#### Entries provided:
▬▬▬▬▬▬▬▬▬▬
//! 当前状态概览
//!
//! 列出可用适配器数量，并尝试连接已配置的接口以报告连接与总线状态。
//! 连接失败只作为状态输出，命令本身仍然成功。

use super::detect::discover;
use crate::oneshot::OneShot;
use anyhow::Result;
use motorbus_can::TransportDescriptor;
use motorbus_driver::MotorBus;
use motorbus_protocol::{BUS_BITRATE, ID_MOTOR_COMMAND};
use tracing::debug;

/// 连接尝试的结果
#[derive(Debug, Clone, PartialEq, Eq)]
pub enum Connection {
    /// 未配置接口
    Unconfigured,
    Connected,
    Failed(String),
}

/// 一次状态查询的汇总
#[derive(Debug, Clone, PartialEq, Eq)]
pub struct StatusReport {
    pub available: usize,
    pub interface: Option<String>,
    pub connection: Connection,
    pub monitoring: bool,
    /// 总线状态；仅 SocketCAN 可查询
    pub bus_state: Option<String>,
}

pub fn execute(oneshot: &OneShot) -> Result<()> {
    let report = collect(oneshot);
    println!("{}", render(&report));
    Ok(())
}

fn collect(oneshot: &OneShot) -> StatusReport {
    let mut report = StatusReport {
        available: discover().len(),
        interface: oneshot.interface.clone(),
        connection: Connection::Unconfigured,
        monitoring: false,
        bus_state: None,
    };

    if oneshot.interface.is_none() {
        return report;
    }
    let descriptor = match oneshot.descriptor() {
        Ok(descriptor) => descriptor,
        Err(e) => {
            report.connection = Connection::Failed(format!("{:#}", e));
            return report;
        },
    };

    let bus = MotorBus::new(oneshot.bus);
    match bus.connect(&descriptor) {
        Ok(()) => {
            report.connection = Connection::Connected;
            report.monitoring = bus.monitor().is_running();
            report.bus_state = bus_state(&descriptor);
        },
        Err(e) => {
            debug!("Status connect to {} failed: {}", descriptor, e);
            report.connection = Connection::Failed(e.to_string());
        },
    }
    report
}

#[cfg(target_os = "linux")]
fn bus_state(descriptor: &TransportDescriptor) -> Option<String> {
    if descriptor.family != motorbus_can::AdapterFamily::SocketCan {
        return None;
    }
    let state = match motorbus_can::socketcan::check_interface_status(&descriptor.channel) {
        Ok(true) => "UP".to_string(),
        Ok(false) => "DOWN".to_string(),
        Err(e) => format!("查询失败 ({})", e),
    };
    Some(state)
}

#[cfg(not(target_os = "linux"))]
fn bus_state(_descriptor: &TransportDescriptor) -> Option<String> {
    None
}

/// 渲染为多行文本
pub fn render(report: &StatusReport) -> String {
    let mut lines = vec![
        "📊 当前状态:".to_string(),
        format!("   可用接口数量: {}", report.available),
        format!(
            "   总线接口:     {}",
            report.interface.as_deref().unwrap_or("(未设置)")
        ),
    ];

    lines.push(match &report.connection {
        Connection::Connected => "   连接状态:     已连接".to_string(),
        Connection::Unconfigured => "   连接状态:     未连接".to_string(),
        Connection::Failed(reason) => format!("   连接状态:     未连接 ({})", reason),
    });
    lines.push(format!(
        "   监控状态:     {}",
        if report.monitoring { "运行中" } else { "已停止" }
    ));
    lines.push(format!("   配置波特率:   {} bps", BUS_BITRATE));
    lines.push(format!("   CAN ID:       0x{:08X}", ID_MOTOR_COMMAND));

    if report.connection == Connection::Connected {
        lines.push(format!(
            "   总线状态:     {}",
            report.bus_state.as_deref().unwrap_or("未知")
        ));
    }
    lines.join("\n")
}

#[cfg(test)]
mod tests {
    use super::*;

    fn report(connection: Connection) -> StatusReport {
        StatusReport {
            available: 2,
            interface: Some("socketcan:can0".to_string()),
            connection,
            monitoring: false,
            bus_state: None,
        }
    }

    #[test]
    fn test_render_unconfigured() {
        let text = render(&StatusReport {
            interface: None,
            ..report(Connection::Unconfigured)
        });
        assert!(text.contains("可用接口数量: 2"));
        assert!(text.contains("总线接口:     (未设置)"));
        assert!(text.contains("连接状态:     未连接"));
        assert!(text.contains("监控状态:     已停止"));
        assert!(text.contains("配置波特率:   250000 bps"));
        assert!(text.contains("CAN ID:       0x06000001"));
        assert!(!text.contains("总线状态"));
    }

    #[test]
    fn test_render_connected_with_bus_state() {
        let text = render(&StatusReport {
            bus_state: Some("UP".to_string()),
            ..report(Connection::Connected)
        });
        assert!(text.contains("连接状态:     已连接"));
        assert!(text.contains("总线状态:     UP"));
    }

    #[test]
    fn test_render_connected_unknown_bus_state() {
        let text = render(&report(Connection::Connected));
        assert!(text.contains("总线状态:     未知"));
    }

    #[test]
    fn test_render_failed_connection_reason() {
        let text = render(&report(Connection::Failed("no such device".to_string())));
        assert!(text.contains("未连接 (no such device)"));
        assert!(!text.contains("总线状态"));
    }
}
▬▬▬▬▬▬▬▬▬▬
#### Your task:
An exact copy of every line above is what this asks for.

#### Written solution:
//! 当前状态概览
//!
//! 列出可用适配器数量，并尝试连接已配置的接口以报告连接与总线状态。
//! 连接失败只作为状态输出，命令本身仍然成功。

use super::detect::discover;
use crate::oneshot::OneShot;
use anyhow::Result;
use motorbus_can::TransportDescriptor;
use motorbus_driver::MotorBus;
use motorbus_protocol::{BUS_BITRATE, ID_MOTOR_COMMAND};
use tracing::debug;

/// 连接尝试的结果
#[derive(Debug, Clone, PartialEq, Eq)]
pub enum Connection {
    /// 未配置接口
    Unconfigured,
    Connected,
    Failed(String),
}

/// 一次状态查询的汇总
#[derive(Debug, Clone, PartialEq, Eq)]
pub struct StatusReport {
    pub available: usize,
    pub interface: Option<String>,
    pub connection: Connection,
    pub monitoring: bool,
    /// 总线状态；仅 SocketCAN 可查询
    pub bus_state: Option<String>,
}

pub fn execute(oneshot: &OneShot) -> Result<()> {
    let report = collect(oneshot);
    println!("{}", render(&report));
    Ok(())
}

fn collect(oneshot: &OneShot) -> StatusReport {
    let mut report = StatusReport {
        available: discover().len(),
        interface: oneshot.interface.clone(),
        connection: Connection::Unconfigured,
        monitoring: false,
        bus_state: None,
    };

    if oneshot.interface.is_none() {
        return report;
    }
    let descriptor = match oneshot.descriptor() {
        Ok(descriptor) => descriptor,
        Err(e) => {
            report.connection = Connection::Failed(format!("{:#}", e));
            return report;
        },
    };

    let bus = MotorBus::new(oneshot.bus);
    match bus.connect(&descriptor) {
        Ok(()) => {
            report.connection = Connection::Connected;
            report.monitoring = bus.monitor().is_running();
            report.bus_state = bus_state(&descriptor);
        },
        Err(e) => {
            debug!("Status connect to {} failed: {}", descriptor, e);
            report.connection = Connection::Failed(e.to_string());
        },
    }
    report
}

#[cfg(target_os = "linux")]
fn bus_state(descriptor: &TransportDescriptor) -> Option<String> {
    if descriptor.family != motorbus_can::AdapterFamily::SocketCan {
        return None;
    }
    let state = match motorbus_can::socketcan::check_interface_status(&descriptor.channel) {
        Ok(true) => "UP".to_string(),
        Ok(false) => "DOWN".to_string(),
        Err(e) => format!("查询失败 ({})", e),
    };
    Some(state)
}

#[cfg(not(target_os = "linux"))]
fn bus_state(_descriptor: &TransportDescriptor) -> Option<String> {
    None
}

/// 渲染为多行文本
pub fn render(report: &StatusReport) -> String {
    let mut lines = vec![
        "📊 当前状态:".to_string(),
        format!("   可用接口数量: {}", report.available),
        format!(
            "   总线接口:     {}",
            report.interface.as_deref().unwrap_or("(未设置)")
        ),
    ];

    lines.push(match &report.connection {
        Connection::Connected => "   连接状态:     已连接".to_string(),
        Connection::Unconfigured => "   连接状态:     未连接".to_string(),
        Connection::Failed(reason) => format!("   连接状态:     未连接 ({})", reason),
    });
    lines.push(format!(
        "   监控状态:     {}",
        if report.monitoring { "运行中" } else { "已停止" }
    ));
    lines.push(format!("   配置波特率:   {} bps", BUS_BITRATE));
    lines.push(format!("   CAN ID:       0x{:08X}", ID_MOTOR_COMMAND));

    if report.connection == Connection::Connected {
        lines.push(format!(
            "   总线状态:     {}",
            report.bus_state.as_deref().unwrap_or("未知")
        ));
    }
    lines.join("\n")
}

#[cfg(test)]
mod tests {
    use super::*;

    fn report(connection: Connection) -> StatusReport {
        StatusReport {
            available: 2,
            interface: Some("socketcan:can0".to_string()),
            connection,
            monitoring: false,
            bus_state: None,
        }
    }

    #[test]
    fn test_render_unconfigured() {
        let text = render(&StatusReport {
            interface: None,
            ..report(Connection::Unconfigured)
        });
        assert!(text.contains("可用接口数量: 2"));
        assert!(text.contains("总线接口:     (未设置)"));
        assert!(text.contains("连接状态:     未连接"));
        assert!(text.contains("监控状态:     已停止"));
        assert!(text.contains("配置波特率:   250000 bps"));
        assert!(text.contains("CAN ID:       0x06000001"));
        assert!(!text.contains("总线状态"));
    }

    #[test]
    fn test_render_connected_with_bus_state() {
        let text = render(&StatusReport {
            bus_state: Some("UP".to_string()),
            ..report(Connection::Connected)
        });
        assert!(text.contains("连接状态:     已连接"));
        assert!(text.contains("总线状态:     UP"));
    }

    #[test]
    fn test_render_connected_unknown_bus_state() {
        let text = render(&report(Connection::Connected));
        assert!(text.contains("总线状态:     未知"));
    }

    #[test]
    fn test_render_failed_connection_reason() {
        let text = render(&report(Connection::Failed("no such device".to_string())));
        assert!(text.contains("未连接 (no such device)"));
        assert!(!text.contains("总线状态"));
    }
}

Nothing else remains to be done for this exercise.